Records for this task:
_ _ _
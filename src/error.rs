use crate::irradiance::error::FetchError;
use crate::registry::error::RegistryError;
use thiserror::Error;

#[derive(Debug, Error)]
pub enum SolarMapError {
    #[error(transparent)]
    Registry(#[from] RegistryError),

    #[error(transparent)]
    Fetch(#[from] FetchError),

    #[error("Hour {0} is outside the 0-23 range")]
    HourOutOfRange(u8),
}
//! Per-credential NSU cursors.

use crate::error::StoreResult;
use crate::log::KeyedLog;
use dfesync_protocol::{Nsu, TaxId};
use dfesync_storage::StorageBackend;
use tracing::debug;

/// Last fully consumed sequence number per credential.
///
/// [`advance`](Self::advance) never lowers a cursor; only
/// [`reset`](Self::reset) can.
pub struct CursorStore {
    log: KeyedLog<Nsu>,
}

impl CursorStore {
    pub(crate) const LOG_NAME: &'static str = "cursors.log";

    pub(crate) fn open(backend: Box<dyn StorageBackend>, sync_on_write: bool) -> StoreResult<Self> {
        Ok(Self {
            log: KeyedLog::open(Self::LOG_NAME, backend, sync_on_write)?,
        })
    }

    /// Returns the stored cursor, if the credential has polled before.
    #[must_use]
    pub fn get(&self, identity: &TaxId) -> Option<Nsu> {
        self.log.get(identity.digits())
    }

    /// Returns the stored cursor or [`Nsu::ZERO`].
    #[must_use]
    pub fn current(&self, identity: &TaxId) -> Nsu {
        self.get(identity).unwrap_or(Nsu::ZERO)
    }

    /// Moves the cursor forward to `to` and returns the resulting cursor.
    ///
    /// A `to` at or below the current cursor writes nothing.
    pub fn advance(&self, identity: &TaxId, to: Nsu) -> StoreResult<Nsu> {
        let written = self.log.update(identity.digits(), |current| match current {
            Some(&current) if current >= to => None,
            _ => Some(to),
        })?;
        match written {
            Some(cursor) => {
                debug!(identity = %identity, cursor = %cursor, "cursor advanced");
                Ok(cursor)
            }
            None => Ok(self.current(identity)),
        }
    }

    /// Sets the cursor to `to` unconditionally (full or partial resync).
    pub fn reset(&self, identity: &TaxId, to: Nsu) -> StoreResult<()> {
        self.log.put(identity.digits(), to)
    }

    pub(crate) fn remove(&self, identity: &TaxId) -> StoreResult<()> {
        self.log.remove(identity.digits()).map(|_| ())
    }

    pub(crate) fn compact(&self) -> StoreResult<()> {
        self.log.compact()
    }
}

#[cfg(test)]
mod tests {
    use super::*;
    use dfesync_storage::InMemoryBackend;
    use proptest::prelude::*;

    fn store() -> CursorStore {
        CursorStore::open(Box::new(InMemoryBackend::new()), false).unwrap()
    }

    fn id() -> TaxId {
        TaxId::parse("12345678000190").unwrap()
    }

    #[test]
    fn starts_at_zero() {
        let store = store();
        assert_eq!(store.get(&id()), None);
        assert_eq!(store.current(&id()), Nsu::ZERO);
    }

    #[test]
    fn advance_never_lowers() {
        let store = store();
        store.advance(&id(), Nsu::new(10).unwrap()).unwrap();
        let after = store.advance(&id(), Nsu::new(4).unwrap()).unwrap();
        assert_eq!(after, Nsu::new(10).unwrap());
    }

    #[test]
    fn reset_can_lower() {
        let store = store();
        store.advance(&id(), Nsu::new(10).unwrap()).unwrap();
        store.reset(&id(), Nsu::ZERO).unwrap();
        assert_eq!(store.get(&id()), Some(Nsu::ZERO));
    }

    proptest! {
        #[test]
        fn cursor_is_non_decreasing(targets in prop::collection::vec(0u64..1_000, 1..40)) {
            let store = store();
            let mut previous = Nsu::ZERO;
            for target in targets {
                let now = store.advance(&id(), Nsu::new(target).unwrap()).unwrap();
                prop_assert!(now >= previous);
                prop_assert_eq!(now, previous.max(Nsu::new(target).unwrap()));
                previous = now;
            }
        }
    }
}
_ _ _
Requirement: Whatever lines appear above, reproduce every one of them exactly.

Output of the exercise:
filename src/error.rs
use crate::irradiance::error::FetchError;
use crate::registry::error::RegistryError;
use thiserror::Error;

#[derive(Debug, Error)]
pub enum SolarMapError {
    #[error(transparent)]
    Registry(#[from] RegistryError),

    #[error(transparent)]
    Fetch(#[from] FetchError),

    #[error("Hour {0} is outside the 0-23 range")]
    HourOutOfRange(u8),
}
//! Per-credential NSU cursors.

use crate::error::StoreResult;
use crate::log::KeyedLog;
use dfesync_protocol::{Nsu, TaxId};
use dfesync_storage::StorageBackend;
use tracing::debug;

/// Last fully consumed sequence number per credential.
///
/// [`advance`](Self::advance) never lowers a cursor; only
/// [`reset`](Self::reset) can.
pub struct CursorStore {
    log: KeyedLog<Nsu>,
}

impl CursorStore {
    pub(crate) const LOG_NAME: &'static str = "cursors.log";

    pub(crate) fn open(backend: Box<dyn StorageBackend>, sync_on_write: bool) -> StoreResult<Self> {
        Ok(Self {
            log: KeyedLog::open(Self::LOG_NAME, backend, sync_on_write)?,
        })
    }

    /// Returns the stored cursor, if the credential has polled before.
    #[must_use]
    pub fn get(&self, identity: &TaxId) -> Option<Nsu> {
        self.log.get(identity.digits())
    }

    /// Returns the stored cursor or [`Nsu::ZERO`].
    #[must_use]
    pub fn current(&self, identity: &TaxId) -> Nsu {
        self.get(identity).unwrap_or(Nsu::ZERO)
    }

    /// Moves the cursor forward to `to` and returns the resulting cursor.
    ///
    /// A `to` at or below the current cursor writes nothing.
    pub fn advance(&self, identity: &TaxId, to: Nsu) -> StoreResult<Nsu> {
        let written = self.log.update(identity.digits(), |current| match current {
            Some(&current) if current >= to => None,
            _ => Some(to),
        })?;
        match written {
            Some(cursor) => {
                debug!(identity = %identity, cursor = %cursor, "cursor advanced");
                Ok(cursor)
            }
            None => Ok(self.current(identity)),
        }
    }

    /// Sets the cursor to `to` unconditionally (full or partial resync).
    pub fn reset(&self, identity: &TaxId, to: Nsu) -> StoreResult<()> {
        self.log.put(identity.digits(), to)
    }

    pub(crate) fn remove(&self, identity: &TaxId) -> StoreResult<()> {
        self.log.remove(identity.digits()).map(|_| ())
    }

    pub(crate) fn compact(&self) -> StoreResult<()> {
        self.log.compact()
    }
}

#[cfg(test)]
mod tests {
    use super::*;
    use dfesync_storage::InMemoryBackend;
    use proptest::prelude::*;

    fn store() -> CursorStore {
        CursorStore::open(Box::new(InMemoryBackend::new()), false).unwrap()
    }

    fn id() -> TaxId {
        TaxId::parse("12345678000190").unwrap()
    }

    #[test]
    fn starts_at_zero() {
        let store = store();
        assert_eq!(store.get(&id()), None);
        assert_eq!(store.current(&id()), Nsu::ZERO);
    }

    #[test]
    fn advance_never_lowers() {
        let store = store();
        store.advance(&id(), Nsu::new(10).unwrap()).unwrap();
        let after = store.advance(&id(), Nsu::new(4).unwrap()).unwrap();
        assert_eq!(after, Nsu::new(10).unwrap());
    }

    #[test]
    fn reset_can_lower() {
        let store = store();
        store.advance(&id(), Nsu::new(10).unwrap()).unwrap();
        store.reset(&id(), Nsu::ZERO).unwrap();
        assert_eq!(store.get(&id()), Some(Nsu::ZERO));
    }

    proptest! {
        #[test]
        fn cursor_is_non_decreasing(targets in prop::collection::vec(0u64..1_000, 1..40)) {
            let store = store();
            let mut previous = Nsu::ZERO;
            for target in targets {
                let now = store.advance(&id(), Nsu::new(target).unwrap()).unwrap();
                prop_assert!(now >= previous);
                prop_assert_eq!(now, previous.max(Nsu::new(target).unwrap()));
                previous = now;
            }
        }
    }
}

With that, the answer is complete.